:: Exercise prompt ::
Please set down each line of the material exactly.
╔══
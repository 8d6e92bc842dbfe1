use std::fmt;
use std::sync::{Condvar, Mutex};
use std::time::Duration;

use crossbeam_queue::SegQueue;
use wren_api::ActorId;

use crate::sync::lock;

/// FIFO of actors that have work ready.
///
/// Each id is in the queue at most once; the cell's `scheduled` flag is
/// the gate. Producers never block. Idle workers park on a condvar and are
/// woken by `push`.
pub(crate) struct ReadyQueue {
    /// Lock-free queue holding ready actors
    queue: SegQueue<ActorId>,

    /// Parking spot for idle workers. The mutex guards nothing but the
    /// condvar wait.
    parked: Mutex<()>,
    wakeup: Condvar,
}

impl ReadyQueue {
    pub(crate) fn new() -> Self {
        Self {
            queue: SegQueue::new(),
            parked: Mutex::new(()),
            wakeup: Condvar::new(),
        }
    }

    pub(crate) fn push(&self, id: ActorId) {
        self.queue.push(id);
        // Take the lock so a worker between its empty check and its wait
        // cannot miss the notification.
        let _guard = lock(&self.parked);
        self.wakeup.notify_one();
    }

    pub(crate) fn try_pop(&self) -> Option<ActorId> {
        self.queue.pop()
    }

    /// Pops an id, parking for at most `wait` when the queue is empty.
    pub(crate) fn pop_timeout(&self, wait: Duration) -> Option<ActorId> {
        if let Some(id) = self.try_pop() {
            return Some(id);
        }
        let guard = lock(&self.parked);
        if let Some(id) = self.try_pop() {
            return Some(id);
        }
        let (_guard, _timeout) = self
            .wakeup
            .wait_timeout(guard, wait)
            .unwrap_or_else(std::sync::PoisonError::into_inner);
        self.try_pop()
    }

    /// Wakes every parked worker, used when halting.
    pub(crate) fn wake_all(&self) {
        let _guard = lock(&self.parked);
        self.wakeup.notify_all();
    }

    /// Snapshot; may change by the time the value is used.
    pub(crate) fn len(&self) -> usize {
        self.queue.len()
    }

    pub(crate) fn is_empty(&self) -> bool {
        self.queue.is_empty()
    }
}

impl fmt::Debug for ReadyQueue {
    fn fmt(&self, f: &mut fmt::Formatter<'_>) -> fmt::Result {
        f.debug_struct("ReadyQueue").field("len", &self.len()).finish()
    }
}

#[cfg(test)]
mod tests {
    use super::*;
    use std::sync::Arc;
    use std::thread;
    use std::time::Instant;

    #[test]
    fn test_fifo_order() {
        let queue = ReadyQueue::new();
        let ids: Vec<ActorId> = (0..3).map(|_| ActorId::next()).collect();
        for id in &ids {
            queue.push(*id);
        }
        assert_eq!(queue.len(), 3);
        let popped: Vec<ActorId> = std::iter::from_fn(|| queue.try_pop()).collect();
        assert_eq!(popped, ids);
        assert!(queue.is_empty());
    }

    #[test]
    fn test_pop_timeout_returns_none_when_idle() {
        let queue = ReadyQueue::new();
        let started = Instant::now();
        assert!(queue.pop_timeout(Duration::from_millis(20)).is_none());
        assert!(started.elapsed() >= Duration::from_millis(10));
    }

    #[test]
    fn test_push_wakes_parked_worker() {
        let queue = Arc::new(ReadyQueue::new());
        let id = ActorId::next();

        let worker = {
            let queue = queue.clone();
            thread::spawn(move || queue.pop_timeout(Duration::from_secs(5)))
        };
        thread::sleep(Duration::from_millis(20));
        queue.push(id);

        assert_eq!(worker.join().unwrap(), Some(id));
    }
}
╚══
:: Task answer ::
repository 8d6e92bc842dbfe1
use std::fmt;
use std::sync::{Condvar, Mutex};
use std::time::Duration;

use crossbeam_queue::SegQueue;
use wren_api::ActorId;

use crate::sync::lock;

/// FIFO of actors that have work ready.
///
/// Each id is in the queue at most once; the cell's `scheduled` flag is
/// the gate. Producers never block. Idle workers park on a condvar and are
/// woken by `push`.
pub(crate) struct ReadyQueue {
    /// Lock-free queue holding ready actors
    queue: SegQueue<ActorId>,

    /// Parking spot for idle workers. The mutex guards nothing but the
    /// condvar wait.
    parked: Mutex<()>,
    wakeup: Condvar,
}

impl ReadyQueue {
    pub(crate) fn new() -> Self {
        Self {
            queue: SegQueue::new(),
            parked: Mutex::new(()),
            wakeup: Condvar::new(),
        }
    }

    pub(crate) fn push(&self, id: ActorId) {
        self.queue.push(id);
        // Take the lock so a worker between its empty check and its wait
        // cannot miss the notification.
        let _guard = lock(&self.parked);
        self.wakeup.notify_one();
    }

    pub(crate) fn try_pop(&self) -> Option<ActorId> {
        self.queue.pop()
    }

    /// Pops an id, parking for at most `wait` when the queue is empty.
    pub(crate) fn pop_timeout(&self, wait: Duration) -> Option<ActorId> {
        if let Some(id) = self.try_pop() {
            return Some(id);
        }
        let guard = lock(&self.parked);
        if let Some(id) = self.try_pop() {
            return Some(id);
        }
        let (_guard, _timeout) = self
            .wakeup
            .wait_timeout(guard, wait)
            .unwrap_or_else(std::sync::PoisonError::into_inner);
        self.try_pop()
    }

    /// Wakes every parked worker, used when halting.
    pub(crate) fn wake_all(&self) {
        let _guard = lock(&self.parked);
        self.wakeup.notify_all();
    }

    /// Snapshot; may change by the time the value is used.
    pub(crate) fn len(&self) -> usize {
        self.queue.len()
    }

    pub(crate) fn is_empty(&self) -> bool {
        self.queue.is_empty()
    }
}

impl fmt::Debug for ReadyQueue {
    fn fmt(&self, f: &mut fmt::Formatter<'_>) -> fmt::Result {
        f.debug_struct("ReadyQueue").field("len", &self.len()).finish()
    }
}

#[cfg(test)]
mod tests {
    use super::*;
    use std::sync::Arc;
    use std::thread;
    use std::time::Instant;

    #[test]
    fn test_fifo_order() {
        let queue = ReadyQueue::new();
        let ids: Vec<ActorId> = (0..3).map(|_| ActorId::next()).collect();
        for id in &ids {
            queue.push(*id);
        }
        assert_eq!(queue.len(), 3);
        let popped: Vec<ActorId> = std::iter::from_fn(|| queue.try_pop()).collect();
        assert_eq!(popped, ids);
        assert!(queue.is_empty());
    }

    #[test]
    fn test_pop_timeout_returns_none_when_idle() {
        let queue = ReadyQueue::new();
        let started = Instant::now();
        assert!(queue.pop_timeout(Duration::from_millis(20)).is_none());
        assert!(started.elapsed() >= Duration::from_millis(10));
    }

    #[test]
    fn test_push_wakes_parked_worker() {
        let queue = Arc::new(ReadyQueue::new());
        let id = ActorId::next();

        let worker = {
            let queue = queue.clone();
            thread::spawn(move || queue.pop_timeout(Duration::from_secs(5)))
        };
        thread::sleep(Duration::from_millis(20));
        queue.push(id);

        assert_eq!(worker.join().unwrap(), Some(id));
    }
}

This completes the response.